[Task to complete]: Please retype the records below exactly, from the first line down to and including the line with "Bare integers are".

----- Supplied data -----

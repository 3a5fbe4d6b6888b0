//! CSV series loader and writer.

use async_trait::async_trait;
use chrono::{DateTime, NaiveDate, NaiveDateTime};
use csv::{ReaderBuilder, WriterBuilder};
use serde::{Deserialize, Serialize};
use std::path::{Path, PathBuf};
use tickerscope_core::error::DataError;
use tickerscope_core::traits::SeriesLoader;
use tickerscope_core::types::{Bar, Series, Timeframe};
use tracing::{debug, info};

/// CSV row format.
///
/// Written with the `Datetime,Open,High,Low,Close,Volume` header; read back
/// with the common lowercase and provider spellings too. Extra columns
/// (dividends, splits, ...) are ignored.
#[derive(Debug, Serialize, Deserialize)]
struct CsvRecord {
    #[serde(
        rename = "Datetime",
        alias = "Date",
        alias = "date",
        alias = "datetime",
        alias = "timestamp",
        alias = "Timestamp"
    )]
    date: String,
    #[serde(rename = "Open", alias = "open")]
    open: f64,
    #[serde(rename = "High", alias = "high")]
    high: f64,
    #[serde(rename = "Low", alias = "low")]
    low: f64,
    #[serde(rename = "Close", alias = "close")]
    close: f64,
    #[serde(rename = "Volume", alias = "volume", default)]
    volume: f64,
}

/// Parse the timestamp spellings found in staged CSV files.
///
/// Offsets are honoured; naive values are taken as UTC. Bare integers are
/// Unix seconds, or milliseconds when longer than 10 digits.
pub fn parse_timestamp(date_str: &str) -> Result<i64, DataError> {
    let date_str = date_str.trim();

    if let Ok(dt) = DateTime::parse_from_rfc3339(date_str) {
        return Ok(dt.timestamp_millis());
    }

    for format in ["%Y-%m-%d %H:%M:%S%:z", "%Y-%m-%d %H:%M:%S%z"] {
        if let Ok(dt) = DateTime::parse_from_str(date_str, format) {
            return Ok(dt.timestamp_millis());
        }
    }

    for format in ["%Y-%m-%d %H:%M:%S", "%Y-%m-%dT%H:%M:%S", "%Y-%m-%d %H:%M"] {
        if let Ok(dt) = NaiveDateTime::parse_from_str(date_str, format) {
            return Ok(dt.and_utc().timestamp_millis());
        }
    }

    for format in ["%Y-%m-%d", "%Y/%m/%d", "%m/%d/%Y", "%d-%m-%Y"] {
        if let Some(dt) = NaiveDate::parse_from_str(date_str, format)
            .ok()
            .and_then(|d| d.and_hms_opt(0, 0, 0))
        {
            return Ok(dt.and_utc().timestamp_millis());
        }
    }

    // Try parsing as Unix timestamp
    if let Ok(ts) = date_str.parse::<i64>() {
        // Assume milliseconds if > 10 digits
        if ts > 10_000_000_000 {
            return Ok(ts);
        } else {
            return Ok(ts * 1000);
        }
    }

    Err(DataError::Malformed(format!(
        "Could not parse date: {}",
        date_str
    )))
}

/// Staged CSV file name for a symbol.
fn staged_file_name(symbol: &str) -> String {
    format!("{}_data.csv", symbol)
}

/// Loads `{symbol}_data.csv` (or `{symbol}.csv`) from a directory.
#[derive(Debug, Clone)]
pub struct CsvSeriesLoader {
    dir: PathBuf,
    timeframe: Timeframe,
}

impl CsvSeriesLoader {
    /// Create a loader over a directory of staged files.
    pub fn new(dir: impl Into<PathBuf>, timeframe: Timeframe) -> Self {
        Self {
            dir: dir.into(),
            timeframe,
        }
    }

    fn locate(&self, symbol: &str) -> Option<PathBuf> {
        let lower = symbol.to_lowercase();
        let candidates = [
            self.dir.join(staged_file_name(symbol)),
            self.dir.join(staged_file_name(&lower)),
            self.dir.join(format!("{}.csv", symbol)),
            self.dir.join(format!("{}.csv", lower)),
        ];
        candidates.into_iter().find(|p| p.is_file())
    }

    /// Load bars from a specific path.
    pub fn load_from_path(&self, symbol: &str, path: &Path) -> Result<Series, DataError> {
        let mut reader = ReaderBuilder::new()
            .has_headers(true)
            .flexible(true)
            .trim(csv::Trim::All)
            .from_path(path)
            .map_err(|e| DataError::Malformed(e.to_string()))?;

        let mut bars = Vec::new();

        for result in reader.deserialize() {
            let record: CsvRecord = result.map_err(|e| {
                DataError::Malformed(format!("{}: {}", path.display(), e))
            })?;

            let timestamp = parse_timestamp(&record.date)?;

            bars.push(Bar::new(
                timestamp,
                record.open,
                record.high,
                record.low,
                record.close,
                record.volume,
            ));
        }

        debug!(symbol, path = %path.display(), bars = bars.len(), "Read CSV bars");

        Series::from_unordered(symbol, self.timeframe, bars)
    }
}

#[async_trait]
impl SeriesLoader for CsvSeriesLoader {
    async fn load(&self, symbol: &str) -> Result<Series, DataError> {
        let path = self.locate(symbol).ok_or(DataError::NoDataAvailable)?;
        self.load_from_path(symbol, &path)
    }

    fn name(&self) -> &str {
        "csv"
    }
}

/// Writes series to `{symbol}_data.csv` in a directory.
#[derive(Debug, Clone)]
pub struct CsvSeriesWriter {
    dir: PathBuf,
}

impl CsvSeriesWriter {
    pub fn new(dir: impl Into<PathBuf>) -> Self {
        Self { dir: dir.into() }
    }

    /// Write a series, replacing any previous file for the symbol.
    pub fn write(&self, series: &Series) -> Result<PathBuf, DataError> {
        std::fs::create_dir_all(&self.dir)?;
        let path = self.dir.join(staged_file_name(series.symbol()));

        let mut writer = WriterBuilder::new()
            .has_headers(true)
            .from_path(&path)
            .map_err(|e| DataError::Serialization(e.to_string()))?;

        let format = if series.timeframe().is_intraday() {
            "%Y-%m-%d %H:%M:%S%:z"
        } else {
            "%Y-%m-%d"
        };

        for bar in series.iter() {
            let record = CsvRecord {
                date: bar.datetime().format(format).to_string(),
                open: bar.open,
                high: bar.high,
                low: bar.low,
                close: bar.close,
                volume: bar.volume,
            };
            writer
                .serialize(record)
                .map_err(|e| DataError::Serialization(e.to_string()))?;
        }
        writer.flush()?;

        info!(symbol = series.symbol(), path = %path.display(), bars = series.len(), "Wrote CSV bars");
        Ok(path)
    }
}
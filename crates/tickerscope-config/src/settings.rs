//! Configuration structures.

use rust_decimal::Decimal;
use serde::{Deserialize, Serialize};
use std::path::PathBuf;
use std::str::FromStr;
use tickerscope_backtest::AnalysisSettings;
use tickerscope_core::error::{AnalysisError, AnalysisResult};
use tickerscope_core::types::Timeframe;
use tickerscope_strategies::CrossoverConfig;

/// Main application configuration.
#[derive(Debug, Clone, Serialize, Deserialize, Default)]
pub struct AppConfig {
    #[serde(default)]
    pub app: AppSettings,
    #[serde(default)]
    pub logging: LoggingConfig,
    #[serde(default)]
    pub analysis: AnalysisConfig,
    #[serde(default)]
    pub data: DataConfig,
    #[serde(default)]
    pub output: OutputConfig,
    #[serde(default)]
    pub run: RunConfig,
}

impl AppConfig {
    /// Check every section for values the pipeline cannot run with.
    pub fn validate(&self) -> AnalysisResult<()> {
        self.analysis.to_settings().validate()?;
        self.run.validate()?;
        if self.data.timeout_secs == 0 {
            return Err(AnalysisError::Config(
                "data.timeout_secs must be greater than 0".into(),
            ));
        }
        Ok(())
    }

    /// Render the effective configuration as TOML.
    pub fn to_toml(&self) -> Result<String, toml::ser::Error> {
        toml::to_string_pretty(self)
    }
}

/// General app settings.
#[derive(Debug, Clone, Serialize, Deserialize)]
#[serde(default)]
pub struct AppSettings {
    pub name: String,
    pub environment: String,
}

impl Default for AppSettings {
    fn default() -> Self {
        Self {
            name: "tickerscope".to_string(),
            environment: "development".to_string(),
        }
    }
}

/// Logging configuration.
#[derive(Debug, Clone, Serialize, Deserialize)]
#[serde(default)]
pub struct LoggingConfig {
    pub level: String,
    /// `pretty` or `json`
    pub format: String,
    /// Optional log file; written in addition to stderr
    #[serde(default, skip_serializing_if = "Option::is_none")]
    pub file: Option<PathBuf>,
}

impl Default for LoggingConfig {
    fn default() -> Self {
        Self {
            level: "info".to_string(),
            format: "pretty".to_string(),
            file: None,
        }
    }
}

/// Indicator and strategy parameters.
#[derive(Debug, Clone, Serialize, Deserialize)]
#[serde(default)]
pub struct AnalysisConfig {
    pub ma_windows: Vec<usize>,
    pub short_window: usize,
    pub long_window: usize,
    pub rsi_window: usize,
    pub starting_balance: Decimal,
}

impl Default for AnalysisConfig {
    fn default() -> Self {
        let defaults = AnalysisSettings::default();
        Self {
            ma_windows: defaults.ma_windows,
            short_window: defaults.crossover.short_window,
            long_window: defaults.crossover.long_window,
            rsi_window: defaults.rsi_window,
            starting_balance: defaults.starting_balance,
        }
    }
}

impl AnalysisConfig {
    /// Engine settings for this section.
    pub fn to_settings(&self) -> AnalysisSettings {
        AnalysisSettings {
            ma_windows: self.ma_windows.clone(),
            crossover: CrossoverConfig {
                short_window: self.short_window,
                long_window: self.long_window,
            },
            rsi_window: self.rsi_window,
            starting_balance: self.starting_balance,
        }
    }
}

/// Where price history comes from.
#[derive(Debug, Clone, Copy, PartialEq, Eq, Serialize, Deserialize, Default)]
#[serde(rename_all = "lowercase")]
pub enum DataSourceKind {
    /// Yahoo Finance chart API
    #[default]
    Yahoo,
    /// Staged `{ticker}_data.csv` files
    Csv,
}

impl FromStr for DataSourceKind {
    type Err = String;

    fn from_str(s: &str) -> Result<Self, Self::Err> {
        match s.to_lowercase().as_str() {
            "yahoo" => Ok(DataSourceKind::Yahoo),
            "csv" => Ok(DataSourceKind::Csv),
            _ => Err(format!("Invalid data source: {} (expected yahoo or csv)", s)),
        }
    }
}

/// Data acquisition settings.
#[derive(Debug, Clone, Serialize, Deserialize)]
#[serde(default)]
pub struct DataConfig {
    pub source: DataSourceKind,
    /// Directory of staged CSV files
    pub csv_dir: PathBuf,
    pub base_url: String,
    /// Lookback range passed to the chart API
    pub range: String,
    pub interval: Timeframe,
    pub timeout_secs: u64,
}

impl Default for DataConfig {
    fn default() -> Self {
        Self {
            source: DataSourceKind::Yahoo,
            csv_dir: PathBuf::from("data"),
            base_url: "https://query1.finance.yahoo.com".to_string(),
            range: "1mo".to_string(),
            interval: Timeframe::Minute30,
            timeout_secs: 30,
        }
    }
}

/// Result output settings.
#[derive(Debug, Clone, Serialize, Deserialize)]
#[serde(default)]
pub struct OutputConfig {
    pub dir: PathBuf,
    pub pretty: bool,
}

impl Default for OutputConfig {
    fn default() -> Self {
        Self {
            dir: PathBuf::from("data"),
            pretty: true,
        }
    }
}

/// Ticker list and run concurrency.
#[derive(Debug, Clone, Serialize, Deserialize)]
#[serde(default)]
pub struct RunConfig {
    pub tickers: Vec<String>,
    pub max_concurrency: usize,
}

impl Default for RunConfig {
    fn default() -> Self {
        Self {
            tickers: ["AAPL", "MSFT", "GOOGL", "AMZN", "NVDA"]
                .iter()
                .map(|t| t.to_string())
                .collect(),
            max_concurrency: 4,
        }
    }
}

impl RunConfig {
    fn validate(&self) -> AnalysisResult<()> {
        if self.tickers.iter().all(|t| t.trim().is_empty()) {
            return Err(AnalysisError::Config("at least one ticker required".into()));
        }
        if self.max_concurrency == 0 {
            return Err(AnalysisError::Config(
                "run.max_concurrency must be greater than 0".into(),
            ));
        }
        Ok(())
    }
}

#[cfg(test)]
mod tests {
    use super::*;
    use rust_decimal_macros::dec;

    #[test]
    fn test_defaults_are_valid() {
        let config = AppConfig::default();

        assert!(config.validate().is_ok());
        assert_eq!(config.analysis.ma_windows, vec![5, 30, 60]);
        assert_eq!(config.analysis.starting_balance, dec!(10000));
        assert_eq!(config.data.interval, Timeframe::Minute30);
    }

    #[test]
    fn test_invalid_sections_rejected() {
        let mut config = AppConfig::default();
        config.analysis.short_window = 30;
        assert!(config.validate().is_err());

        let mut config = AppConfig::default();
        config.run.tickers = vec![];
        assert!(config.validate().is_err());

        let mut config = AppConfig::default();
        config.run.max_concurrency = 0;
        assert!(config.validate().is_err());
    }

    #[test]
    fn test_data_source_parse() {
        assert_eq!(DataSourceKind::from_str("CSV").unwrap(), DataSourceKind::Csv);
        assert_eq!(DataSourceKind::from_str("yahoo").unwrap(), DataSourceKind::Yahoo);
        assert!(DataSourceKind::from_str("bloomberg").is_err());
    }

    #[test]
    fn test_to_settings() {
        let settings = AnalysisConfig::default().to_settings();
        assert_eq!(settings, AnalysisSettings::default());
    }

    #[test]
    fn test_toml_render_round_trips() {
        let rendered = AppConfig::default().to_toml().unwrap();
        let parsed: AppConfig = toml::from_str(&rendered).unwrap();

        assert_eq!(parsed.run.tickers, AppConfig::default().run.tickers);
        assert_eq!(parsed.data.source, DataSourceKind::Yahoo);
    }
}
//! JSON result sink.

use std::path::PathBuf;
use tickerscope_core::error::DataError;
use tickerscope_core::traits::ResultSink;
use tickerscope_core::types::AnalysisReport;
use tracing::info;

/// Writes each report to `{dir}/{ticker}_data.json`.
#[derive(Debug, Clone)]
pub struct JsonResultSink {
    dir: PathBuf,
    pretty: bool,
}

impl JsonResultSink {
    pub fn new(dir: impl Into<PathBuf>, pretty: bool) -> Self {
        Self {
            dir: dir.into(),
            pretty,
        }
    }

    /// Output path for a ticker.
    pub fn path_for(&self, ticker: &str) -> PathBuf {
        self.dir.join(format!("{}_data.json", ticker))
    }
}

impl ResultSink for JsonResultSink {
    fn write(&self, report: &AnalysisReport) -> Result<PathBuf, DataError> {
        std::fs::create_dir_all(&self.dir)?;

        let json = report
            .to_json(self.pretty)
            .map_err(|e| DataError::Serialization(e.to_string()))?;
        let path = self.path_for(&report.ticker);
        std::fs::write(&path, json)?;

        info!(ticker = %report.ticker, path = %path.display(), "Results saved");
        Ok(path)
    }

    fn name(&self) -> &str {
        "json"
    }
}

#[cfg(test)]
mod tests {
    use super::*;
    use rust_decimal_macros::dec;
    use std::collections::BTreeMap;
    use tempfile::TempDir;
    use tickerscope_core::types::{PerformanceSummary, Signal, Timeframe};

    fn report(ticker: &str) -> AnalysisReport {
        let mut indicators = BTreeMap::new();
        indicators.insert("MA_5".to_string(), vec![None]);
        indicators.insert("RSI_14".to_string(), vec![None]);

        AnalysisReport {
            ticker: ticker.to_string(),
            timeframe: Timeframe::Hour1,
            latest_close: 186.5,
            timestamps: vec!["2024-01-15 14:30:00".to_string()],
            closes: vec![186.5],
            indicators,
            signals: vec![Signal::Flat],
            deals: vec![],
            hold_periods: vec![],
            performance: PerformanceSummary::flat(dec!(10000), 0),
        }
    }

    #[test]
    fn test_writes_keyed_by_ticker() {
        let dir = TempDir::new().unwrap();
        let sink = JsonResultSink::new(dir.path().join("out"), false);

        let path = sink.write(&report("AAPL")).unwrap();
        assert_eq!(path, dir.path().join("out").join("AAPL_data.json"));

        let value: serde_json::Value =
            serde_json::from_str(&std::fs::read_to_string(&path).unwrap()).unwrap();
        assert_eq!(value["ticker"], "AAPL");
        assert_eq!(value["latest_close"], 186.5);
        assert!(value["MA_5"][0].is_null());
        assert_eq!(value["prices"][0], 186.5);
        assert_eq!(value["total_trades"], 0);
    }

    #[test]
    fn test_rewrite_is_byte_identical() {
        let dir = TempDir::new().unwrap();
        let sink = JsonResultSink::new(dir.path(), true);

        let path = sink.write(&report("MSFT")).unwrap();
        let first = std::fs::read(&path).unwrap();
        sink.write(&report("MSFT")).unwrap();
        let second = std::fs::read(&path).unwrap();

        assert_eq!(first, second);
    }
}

-----

[Solution to this problem]:
repository 3a5fbe4d6b6888b0
//! CSV series loader and writer.

use async_trait::async_trait;
use chrono::{DateTime, NaiveDate, NaiveDateTime};
use csv::{ReaderBuilder, WriterBuilder};
use serde::{Deserialize, Serialize};
use std::path::{Path, PathBuf};
use tickerscope_core::error::DataError;
use tickerscope_core::traits::SeriesLoader;
use tickerscope_core::types::{Bar, Series, Timeframe};
use tracing::{debug, info};

/// CSV row format.
///
/// Written with the `Datetime,Open,High,Low,Close,Volume` header; read back
/// with the common lowercase and provider spellings too. Extra columns
/// (dividends, splits, ...) are ignored.
#[derive(Debug, Serialize, Deserialize)]
struct CsvRecord {
    #[serde(
        rename = "Datetime",
        alias = "Date",
        alias = "date",
        alias = "datetime",
        alias = "timestamp",
        alias = "Timestamp"
    )]
    date: String,
    #[serde(rename = "Open", alias = "open")]
    open: f64,
    #[serde(rename = "High", alias = "high")]
    high: f64,
    #[serde(rename = "Low", alias = "low")]
    low: f64,
    #[serde(rename = "Close", alias = "close")]
    close: f64,
    #[serde(rename = "Volume", alias = "volume", default)]
    volume: f64,
}

/// Parse the timestamp spellings found in staged CSV files.
///
/// Offsets are honoured; naive values are taken as UTC. Bare integers are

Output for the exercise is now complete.